La sala scelta dovrebbe essere quella del Bronzino. È lì, dove abitualmente il presidente della Repubblica incontra i Capi di Stato ospiti prima dei colloqui ufficiali, che Giorgio Napolitano testimonierà al processo. All’udienza dovrebbero partecipare una quarantina di persone: i giudici – togati e popolari – la cancelliera, cinque pm e gli avvocati delle sette parti civili e dei 10 imputati non ammessi dalla corte a partecipare direttamente o in videoconferenza alla testimonianza. Il Quirinale resta off limits alla stampa che non potrà seguire l’udienza neppure a distanza, attraverso la videoregistrazione: possibilità non esclusa dai giudici che avevano dato il nulla-osta alla presenza da remoto dei media, ma «bocciata» dal Colle che ha regolamentato rigidamente l’accesso al palazzo. Le parti processuali non potranno infatti portare cellulari, tablet, pc e strumenti di registrazione.

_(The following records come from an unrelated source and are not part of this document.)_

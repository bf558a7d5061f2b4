//! Request authorization.
//!
//! v2 requests prefer an app-only OAuth 2.0 bearer token when client
//! credentials are configured. Everything else, and v2 when the token
//! exchange fails, is signed with OAuth 1.0a.

use fcp_oauth::{OAuth2Client, OAuth2Config, OAuthTokens};
use parking_lot::RwLock;
use reqwest::Client;
use tracing::{debug, warn};

use crate::{
    client::ApiVersion,
    config::TwitterConfig,
    error::{TwitterError, TwitterResult},
    oauth::OAuthSigner,
};

/// Produces `Authorization` header values for outgoing requests.
#[derive(Debug)]
pub struct RequestAuthorizer {
    signer: OAuthSigner,
    oauth2: Option<OAuth2Client>,
    fallback: bool,
    bearer: RwLock<Option<OAuthTokens>>,
}

impl RequestAuthorizer {
    /// Build an authorizer sharing the transport's HTTP client.
    pub fn new(config: &TwitterConfig, http_client: Client) -> TwitterResult<Self> {
        let oauth2 = config
            .credentials
            .client_credentials()
            .map(|(id, secret)| {
                let scopes = config
                    .oauth2_scopes
                    .split_whitespace()
                    .map(str::to_string)
                    .collect();
                let oauth2_config = OAuth2Config::new(id, secret, config.token_url())
                    .with_scopes(scopes)
                    .with_timeout(config.timeout);
                OAuth2Client::with_http_client(oauth2_config, http_client)
            })
            .transpose()
            .map_err(|e| TwitterError::Configuration(e.to_string()))?;

        Ok(Self {
            signer: OAuthSigner::new(&config.credentials),
            oauth2,
            fallback: config.oauth2_fallback,
            bearer: RwLock::new(None),
        })
    }

    /// Whether the OAuth 2.0 path is configured at all.
    #[must_use]
    pub const fn has_oauth2(&self) -> bool {
        self.oauth2.is_some()
    }

    /// Header value for a request.
    ///
    /// `params` are the query parameters of a GET; other verbs pass none.
    pub async fn authorize(
        &self,
        version: ApiVersion,
        method: &str,
        url: &str,
        params: &[(String, String)],
    ) -> TwitterResult<String> {
        if version == ApiVersion::V2 {
            if let Some(oauth2) = &self.oauth2 {
                match self.bearer_header(oauth2).await {
                    Ok(header) => return Ok(header),
                    Err(e) if self.fallback => {
                        warn!(error = %e, "OAuth 2.0 token exchange failed, falling back to OAuth 1.0a");
                    }
                    Err(e) => {
                        return Err(TwitterError::OAuth(format!(
                            "OAuth 2.0 token exchange failed: {e}"
                        )));
                    }
                }
            }
        }

        self.signer.sign(method, url, params)
    }

    async fn bearer_header(&self, oauth2: &OAuth2Client) -> fcp_oauth::OAuthResult<String> {
        if let Some(tokens) = self.bearer.read().as_ref() {
            if !tokens.needs_refresh() {
                return Ok(tokens.authorization_header());
            }
        }

        debug!("Requesting OAuth 2.0 bearer token");
        let tokens = oauth2.client_credentials(&[]).await?;
        let header = tokens.authorization_header();
        *self.bearer.write() = Some(tokens);
        Ok(header)
    }
}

L’udienza sarà verbalizzata secondo le regole ordinarie, i verbali andranno poi alla corte e saranno disponibili per le parti, una volta trascritti, nei giorni successivi. A rivolgere per primo le domande al capo dello Stato sarà il procuratore aggiunto Vittorio Teresi. Dopo i pm sarà la volta dei controesami dei legali. La corte, all’ultima udienza, ha ricordato comunque che l’esame di Napolitano è subordinato alla sua disponibilità sottolineando che il presidente potrebbe revocarla in qualunque momento.